Milesia crabroniformis is a species of flower flies or hoverflies belonging to the family Syrphidae subfamily Eristalinae.

==Distribution==
This species is mainly present in Belgium, France, Greece, Italy, Spain, Portugal, Switzerland, in the Near East and in North Africa.

==Description==

Milesia crabroniformis, side view

The adults of Milesia crabroniformis grow up to 22–25 mm long. These rather uncommon hoverflies are the largest among the European species.

They show a yellow face, reddish femurs, a yellow-brown abdomen and its wings are shaded with yellow-orange. Eyes of males are holoptic, although they meet along the dorsal length of the head in a very low point of contact.

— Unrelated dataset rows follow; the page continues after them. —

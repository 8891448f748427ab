//! Certkeeper - Main entry point
//!
//! One binary, two daemons: `certkeeper issue` runs the ACME issuer,
//! `certkeeper watch` runs the proxy-side watcher. `certkeeper test`
//! validates a configuration file and exits.

use anyhow::{Context, Result};
use clap::{Parser, Subcommand};
use tracing::{error, info, warn};

use certkeeper::shutdown::listen_for_signals;
use certkeeper::{CommandReloadTarget, IssuerDaemon, WatcherDaemon};
use certkeeper_config::{validate::validate_config, Config};

/// Certkeeper - TLS certificate lifecycle coordination for a reverse proxy
#[derive(Parser, Debug)]
#[command(name = "certkeeper")]
#[command(author, version, about, long_about = None)]
#[command(propagate_version = true)]
struct Cli {
    /// Configuration file path
    #[arg(
        short = 'c',
        long = "config",
        env = "CERTKEEPER_CONFIG",
        default_value = "certkeeper.toml",
        global = true
    )]
    config: String,

    /// Enable verbose logging (debug level)
    #[arg(long = "verbose", global = true)]
    verbose: bool,

    #[command(subcommand)]
    command: Commands,
}

#[derive(Subcommand, Debug)]
enum Commands {
    /// Run the issuer daemon: obtain and renew certificates over ACME
    Issue,
    /// Run the watcher daemon: reload the proxy when certificates change
    Watch,
    /// Validate configuration file and exit
    Test,
}

#[tokio::main]
async fn main() -> Result<()> {
    let cli = Cli::parse();

    // Logging level priority: RUST_LOG > --verbose > info.
    let log_level = if cli.verbose { "debug" } else { "info" };
    tracing_subscriber::fmt()
        .with_env_filter(
            tracing_subscriber::EnvFilter::try_from_default_env()
                .unwrap_or_else(|_| tracing_subscriber::EnvFilter::new(log_level)),
        )
        .init();

    match cli.command {
        Commands::Test => test_config(&cli.config),
        Commands::Issue => run_issuer(&cli.config).await,
        Commands::Watch => run_watcher(&cli.config).await,
    }
}

/// Test configuration file and exit.
///
/// Exits non-zero when the file fails to load or deep validation reports
/// errors; warnings alone do not fail the test.
fn test_config(config_path: &str) -> Result<()> {
    info!("Testing configuration file: {}", config_path);

    let config = Config::from_file(config_path).context("Failed to load configuration file")?;

    let result = validate_config(&config);

    for warning in &result.warnings {
        warn!("{}", warning);
    }
    for validation_error in &result.errors {
        error!("{}", validation_error);
    }

    if !result.is_ok() {
        anyhow::bail!(
            "configuration file {} test failed: {} error(s)",
            config_path,
            result.errors.len()
        );
    }

    info!("Configuration test successful:");
    info!("  - {} domain(s)", config.issuer.domains.len());
    info!("  - bundle root: {}", config.bundle.root.display());
    info!(
        "  - renewal window: {} day(s), checked every {} hour(s)",
        config.issuer.renew_before_days, config.issuer.check_interval_hours
    );

    println!("certkeeper: configuration file {config_path} test is successful");
    Ok(())
}

/// Run the issuer daemon until SIGTERM/SIGINT.
async fn run_issuer(config_path: &str) -> Result<()> {
    let config = Config::from_file(config_path).context("Failed to load configuration file")?;
    let shutdown = listen_for_signals().context("Failed to register signal handlers")?;

    let daemon = IssuerDaemon::connect(config)
        .await
        .context("Failed to initialize issuer")?;

    daemon.run(shutdown).await.context("Issuer daemon failed")?;
    info!("Issuer stopped");
    Ok(())
}

/// Run the watcher daemon until SIGTERM/SIGINT.
async fn run_watcher(config_path: &str) -> Result<()> {
    let config = Config::from_file(config_path).context("Failed to load configuration file")?;
    let shutdown = listen_for_signals().context("Failed to register signal handlers")?;

    let target = CommandReloadTarget::new(
        config.watcher.validate_command.clone(),
        config.watcher.reload_command.clone(),
    )
    .context("Reload command is not configured")?;

    let daemon = WatcherDaemon::new(config, target);
    daemon.run(shutdown).await.context("Watcher daemon failed")?;
    info!("Watcher stopped");
    Ok(())
}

They mimic the hornet species Vespa crabro (hence the Latin name crabroniformis, meaning ‘hornet-formed’). It is also very similar to Volucella zonaria, a smaller syrphid.

==Biology==
Adults can mainly be encountered from June through October, with a peak at the end of August. They inhabit evergreen and deciduous forests (Quercus and Fagus species), feeding on nectar of flowers of several plants (Apiaceae species, Lythrum salicaria, Mentha aquatica, Sambucus ebulus, Hedera species, Cirsium species, etc.).

Their larvae develop on decaying wood and rotting cavities of old Fagus and Quercus species.